Brief
Copy out each line from the material where the word "const" is found.

*** Opening Data extract ***

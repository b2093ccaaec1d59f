//! Integration tests for the vault accounting contract.
//!
//! These tests drive a vault through full deposit and exit lifecycles over
//! the in-memory ledger: entry and exit fees, preview/execution parity with
//! pending time-based fees, bound checks, ownership, and atomic rollback.

use chrono::{DateTime, Duration, TimeZone, Utc};
use vaultline_contracts::vault::{Vault, VaultError};
use vaultline_protocol::config::VaultConfig;
use vaultline_protocol::events::VaultEvent;
use vaultline_protocol::fees::FeeRates;
use vaultline_protocol::ledger::{
    IdleBalance, InMemoryLedger, LedgerError, ReportedValuation, ShareLedger, ValuationProvider,
};
use vaultline_protocol::math::MathError;

const COLLECTOR: &str = "collector";
const GOV: &str = "gov";

fn t0() -> DateTime<Utc> {
    Utc.with_ymd_and_hms(2026, 3, 1, 12, 0, 0).unwrap()
}

/// Helper: builds a vault with funded depositors.
fn vault<V: ValuationProvider>(
    rates: FeeRates,
    decimals_offset: u8,
    valuation: V,
) -> Vault<InMemoryLedger, V> {
    let mut config = VaultConfig::new(GOV, COLLECTOR);
    config.decimals_offset = decimals_offset;
    config.initial_rates = rates;

    let mut ledger = InMemoryLedger::new();
    for account in ["alice", "bob", COLLECTOR] {
        ledger.fund_account(account, 10_000_000).unwrap();
    }
    Vault::new(config, ledger, valuation, t0()).unwrap()
}

// ---------------------------------------------------------------------------
// Entry & Exit Fees
// ---------------------------------------------------------------------------

#[test]
fn deposit_with_one_percent_entry_fee_into_empty_vault() {
    let rates = FeeRates {
        entry_bps: 100,
        ..FeeRates::default()
    };
    let mut v = vault(rates, 3, IdleBalance);

    let quote = v.quote_deposit(1_000, t0()).unwrap();
    assert_eq!(quote.fee_assets, 10);

    let shares = v.deposit("alice", 1_000, "alice", t0()).unwrap();
    // 990 net assets at 10^3 shares per asset unit.
    assert_eq!(shares, 990_000);
    assert_eq!(v.ledger().share_balance(COLLECTOR), 10_000);
    assert_eq!(v.total_assets().unwrap(), 1_000);
    assert_eq!(v.ledger().asset_balance("alice"), 10_000_000 - 1_000);
}

#[test]
fn mint_mirrors_deposit_on_empty_vault() {
    let rates = FeeRates {
        entry_bps: 100,
        ..FeeRates::default()
    };
    let mut v = vault(rates, 3, IdleBalance);

    assert_eq!(v.preview_mint(990_000, t0()).unwrap(), 1_000);
    let assets = v.mint("alice", 990_000, "alice", t0()).unwrap();
    assert_eq!(assets, 1_000);
    assert_eq!(v.ledger().share_balance("alice"), 990_000);
    assert_eq!(v.ledger().share_balance(COLLECTOR), 10_000);
}

#[test]
fn sole_holder_withdraws_everything_with_exit_fee() {
    let rates = FeeRates {
        exit_bps: 150,
        ..FeeRates::default()
    };
    let mut v = vault(rates, 0, IdleBalance);
    v.deposit("alice", 1_000, "alice", t0()).unwrap();
    assert_eq!(v.ledger().share_balance("alice"), 1_000);

    let max = v.max_withdraw("alice", t0()).unwrap();
    assert_eq!(max, 985);

    let burned = v.withdraw("alice", 985, "alice", "alice", t0()).unwrap();
    assert_eq!(burned, 1_000);
    assert_eq!(v.ledger().share_balance("alice"), 0);
    assert_eq!(v.ledger().asset_balance("alice"), 10_000_000 - 15);

    // The 15 left behind belong to the collector.
    assert_eq!(v.ledger().share_balance(COLLECTOR), 15);
    assert_eq!(v.total_shares(), 15);
    assert_eq!(v.total_assets().unwrap(), 15);
}

#[test]
fn sole_holder_redeems_everything_with_exit_fee() {
    let rates = FeeRates {
        exit_bps: 150,
        ..FeeRates::default()
    };
    let mut v = vault(rates, 0, IdleBalance);
    v.deposit("alice", 1_000, "alice", t0()).unwrap();

    assert_eq!(v.max_redeem("alice", t0()).unwrap(), 1_000);
    let paid = v.redeem("alice", 1_000, "alice", "alice", t0()).unwrap();
    assert_eq!(paid, 985);
    assert_eq!(v.ledger().share_balance(COLLECTOR), 15);
    assert_eq!(v.total_assets().unwrap(), 15);
}

#[test]
fn fee_collector_pays_entry_fee_like_anyone_else() {
    let rates = FeeRates {
        entry_bps: 100,
        ..FeeRates::default()
    };
    let mut v = vault(rates, 3, IdleBalance);

    let quote = v.quote_deposit(1_000, t0()).unwrap();
    let shares = v.deposit(COLLECTOR, 1_000, COLLECTOR, t0()).unwrap();
    assert_eq!(shares, quote.shares);
    assert_eq!(quote.fee_assets, 10);
    // Principal and fee shares both land on the collector.
    assert_eq!(v.ledger().share_balance(COLLECTOR), 990_000 + 10_000);
}

// ---------------------------------------------------------------------------
// Preview / Execution Parity
// ---------------------------------------------------------------------------

#[test]
fn previews_match_execution_with_pending_time_fees() {
    let rates = FeeRates {
        entry_bps: 50,
        exit_bps: 100,
        management_bps: 200,
        performance_bps: 2_000,
    };
    let mut v = vault(rates, 3, ReportedValuation::new(0));
    v.deposit("alice", 1_000_000, "alice", t0()).unwrap();

    // 1. Deposit after a reported gain: both time-based fees are pending.
    let t1 = t0() + Duration::days(30);
    v.valuation_mut().report(50_000);
    let quote = v.quote_deposit(200_000, t1).unwrap();
    assert!(quote.accrued.management_shares > 0);
    assert!(quote.accrued.performance_shares > 0);
    assert_eq!(v.preview_deposit(200_000, t1).unwrap(), quote.shares);

    let collector_before = v.ledger().share_balance(COLLECTOR);
    let shares = v.deposit("bob", 200_000, "bob", t1).unwrap();
    assert_eq!(shares, quote.shares);
    assert_eq!(v.ledger().share_balance("bob"), quote.shares);
    assert_eq!(
        v.ledger().share_balance(COLLECTOR) - collector_before,
        quote.collector_shares().unwrap()
    );

    // 2. Mint with another month of management fees pending.
    let t2 = t1 + Duration::days(30);
    let quote = v.quote_mint(100_000_000, t2).unwrap();
    assert_eq!(v.preview_mint(100_000_000, t2).unwrap(), quote.assets);
    let bob_assets = v.ledger().asset_balance("bob");
    let assets = v.mint("bob", 100_000_000, "bob", t2).unwrap();
    assert_eq!(assets, quote.assets);
    assert_eq!(v.ledger().asset_balance("bob"), bob_assets - quote.assets);

    // 3. Withdraw.
    let t3 = t2 + Duration::days(30);
    let quote = v.quote_withdraw(100_000, t3).unwrap();
    assert_eq!(v.preview_withdraw(100_000, t3).unwrap(), quote.shares);
    let alice_shares = v.ledger().share_balance("alice");
    let burned = v.withdraw("alice", 100_000, "alice", "alice", t3).unwrap();
    assert_eq!(burned, quote.shares);
    assert_eq!(v.ledger().share_balance("alice"), alice_shares - quote.shares);

    // 4. Redeem.
    let t4 = t3 + Duration::days(30);
    let quote = v.quote_redeem(50_000_000, t4).unwrap();
    assert_eq!(v.preview_redeem(50_000_000, t4).unwrap(), quote.assets);
    let bob_assets = v.ledger().asset_balance("bob");
    let paid = v.redeem("bob", 50_000_000, "bob", "bob", t4).unwrap();
    assert_eq!(paid, quote.assets);
    assert_eq!(v.ledger().asset_balance("bob"), bob_assets + quote.assets);
}

#[test]
fn exit_previews_match_execution_with_pending_performance_fee() {
    let rates = FeeRates {
        exit_bps: 100,
        performance_bps: 2_000,
        ..FeeRates::default()
    };
    let mut v = vault(rates, 3, ReportedValuation::new(0));
    v.deposit("alice", 1_000_000, "alice", t0()).unwrap();
    v.deposit("bob", 500_000, "bob", t0()).unwrap();

    // Withdraw right after a reported gain.
    let t1 = t0() + Duration::days(1);
    v.valuation_mut().report(100_000);
    let quote = v.quote_withdraw(200_000, t1).unwrap();
    assert_eq!(quote.accrued.management_shares, 0);
    assert!(quote.accrued.performance_shares > 0);
    assert_eq!(v.preview_withdraw(200_000, t1).unwrap(), quote.shares);

    let collector_before = v.ledger().share_balance(COLLECTOR);
    let burned = v.withdraw("alice", 200_000, "alice", "alice", t1).unwrap();
    assert_eq!(burned, quote.shares);
    assert_eq!(
        v.ledger().share_balance(COLLECTOR) - collector_before,
        quote.collector_shares().unwrap()
    );

    // Redeem after a second gain past the new mark.
    let t2 = t1 + Duration::days(1);
    v.valuation_mut().report(150_000);
    let quote = v.quote_redeem(100_000_000, t2).unwrap();
    assert!(quote.accrued.performance_shares > 0);
    assert_eq!(v.preview_redeem(100_000_000, t2).unwrap(), quote.assets);

    let collector_before = v.ledger().share_balance(COLLECTOR);
    let bob_assets = v.ledger().asset_balance("bob");
    let paid = v.redeem("bob", 100_000_000, "bob", "bob", t2).unwrap();
    assert_eq!(paid, quote.assets);
    assert_eq!(v.ledger().asset_balance("bob"), bob_assets + quote.assets);
    assert_eq!(
        v.ledger().share_balance(COLLECTOR) - collector_before,
        quote.collector_shares().unwrap()
    );
}

#[test]
fn previews_do_not_mutate() {
    let rates = FeeRates {
        management_bps: 200,
        ..FeeRates::default()
    };
    let mut v = vault(rates, 3, IdleBalance);
    v.deposit("alice", 1_000, "alice", t0()).unwrap();
    v.drain_events();

    let later = t0() + Duration::days(100);
    let ledger_before = v.ledger().clone();
    let _ = v.preview_deposit(500, later).unwrap();
    let _ = v.preview_redeem(1_000, later).unwrap();
    let _ = v.max_withdraw("alice", later).unwrap();

    assert_eq!(v.ledger(), &ledger_before);
    assert_eq!(v.last_collection(), t0());
    assert!(v.events().is_empty());
}

// ---------------------------------------------------------------------------
// Bounds & Ownership
// ---------------------------------------------------------------------------

#[test]
fn deposit_cap_bounds_deposit_and_mint() {
    let mut config = VaultConfig::new(GOV, COLLECTOR);
    config.deposit_cap = Some(1_500);
    let mut ledger = InMemoryLedger::new();
    ledger.fund_account("alice", 10_000).unwrap();
    let mut v = Vault::new(config, ledger, IdleBalance, t0()).unwrap();

    v.deposit("alice", 1_000, "alice", t0()).unwrap();
    assert_eq!(v.max_deposit().unwrap(), 500);
    assert_eq!(
        v.deposit("alice", 501, "alice", t0()),
        Err(VaultError::ExceededMaxDeposit {
            assets: 501,
            max: 500
        })
    );

    let max_mint = v.max_mint(t0()).unwrap();
    assert_eq!(max_mint, v.preview_deposit(500, t0()).unwrap());
    assert!(matches!(
        v.mint("alice", max_mint + 1, "alice", t0()),
        Err(VaultError::ExceededMaxMint { .. })
    ));
    v.mint("alice", max_mint, "alice", t0()).unwrap();
    assert!(v.total_assets().unwrap() <= 1_500);
}

#[test]
fn uncapped_vault_has_unbounded_entry() {
    let v = vault(FeeRates::default(), 3, IdleBalance);
    assert_eq!(v.max_deposit().unwrap(), u64::MAX);
    assert_eq!(v.max_mint(t0()).unwrap(), u64::MAX);
}

#[test]
fn exits_above_max_are_rejected() {
    let mut v = vault(FeeRates::default(), 0, IdleBalance);
    v.deposit("alice", 1_000, "alice", t0()).unwrap();

    assert_eq!(
        v.redeem("alice", 1_001, "alice", "alice", t0()),
        Err(VaultError::ExceededMaxRedeem {
            owner: "alice".into(),
            shares: 1_001,
            max: 1_000
        })
    );
    assert_eq!(
        v.withdraw("alice", 1_001, "alice", "alice", t0()),
        Err(VaultError::ExceededMaxWithdraw {
            owner: "alice".into(),
            assets: 1_001,
            max: 1_000
        })
    );
}

#[test]
fn max_redeem_is_limited_by_idle_assets() {
    let mut v = vault(FeeRates::default(), 0, ReportedValuation::new(0));
    v.deposit("alice", 1_000, "alice", t0()).unwrap();
    v.valuation_mut().report(1_000);

    // Half the value sits outside the vault.
    assert_eq!(v.max_redeem("alice", t0()).unwrap(), 500);
    assert!(v.max_withdraw("alice", t0()).unwrap() <= v.ledger().idle_assets());
}

#[test]
fn only_owner_can_exit() {
    let mut v = vault(FeeRates::default(), 0, IdleBalance);
    v.deposit("alice", 1_000, "alice", t0()).unwrap();

    assert_eq!(
        v.redeem("bob", 10, "bob", "alice", t0()),
        Err(VaultError::NotOwner {
            caller: "bob".into(),
            owner: "alice".into()
        })
    );
    assert!(matches!(
        v.withdraw("bob", 10, "bob", "alice", t0()),
        Err(VaultError::NotOwner { .. })
    ));

    // Receiver may differ from the owner.
    v.redeem("alice", 100, "bob", "alice", t0()).unwrap();
    assert_eq!(v.ledger().asset_balance("bob"), 10_000_000 + 100);
}

// ---------------------------------------------------------------------------
// Atomicity
// ---------------------------------------------------------------------------

#[test]
fn failed_deposit_leaves_no_trace() {
    let rates = FeeRates {
        management_bps: 100,
        ..FeeRates::default()
    };
    let mut v = vault(rates, 0, IdleBalance);
    v.deposit("alice", 1_000, "alice", t0()).unwrap();
    v.drain_events();

    let later = t0() + Duration::days(365);
    let ledger_before = v.ledger().clone();
    let result = v.deposit("mallory", 500, "mallory", later);
    assert!(matches!(
        result,
        Err(VaultError::Ledger(LedgerError::InsufficientBalance { .. }))
    ));

    // Pending fees were neither minted nor forgotten.
    assert_eq!(v.ledger(), &ledger_before);
    assert_eq!(v.last_collection(), t0());
    assert!(v.events().is_empty());
    assert_eq!(v.accrued_fees(later).unwrap().management_shares, 10);
}

#[test]
fn deposit_overflow_is_a_math_error() {
    let mut v = vault(FeeRates::default(), 3, IdleBalance);
    let result = v.quote_deposit(u64::MAX, t0());
    assert!(matches!(result, Err(VaultError::Math(MathError::Overflow(_)))));
    assert!(v.deposit("alice", u64::MAX, "alice", t0()).is_err());
    assert_eq!(v.total_shares(), 0);
}

#[test]
fn journal_records_operations_in_order() {
    let rates = FeeRates {
        exit_bps: 100,
        ..FeeRates::default()
    };
    let mut v = vault(rates, 0, IdleBalance);
    v.deposit("alice", 1_000, "alice", t0()).unwrap();
    v.redeem("alice", 500, "alice", "alice", t0()).unwrap();

    let events = v.drain_events();
    assert_eq!(events.len(), 3);
    assert!(matches!(events[0], VaultEvent::Deposit { assets: 1_000, .. }));
    assert!(matches!(events[1], VaultEvent::Withdraw { shares: 500, .. }));
    assert!(matches!(
        &events[2],
        VaultEvent::FeeCollected { breakdown, .. } if breakdown.exit_shares > 0
    ));
}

*** Closing Data extract ***

Answer box
const COLLECTOR: &str = "collector";
const GOV: &str = "gov";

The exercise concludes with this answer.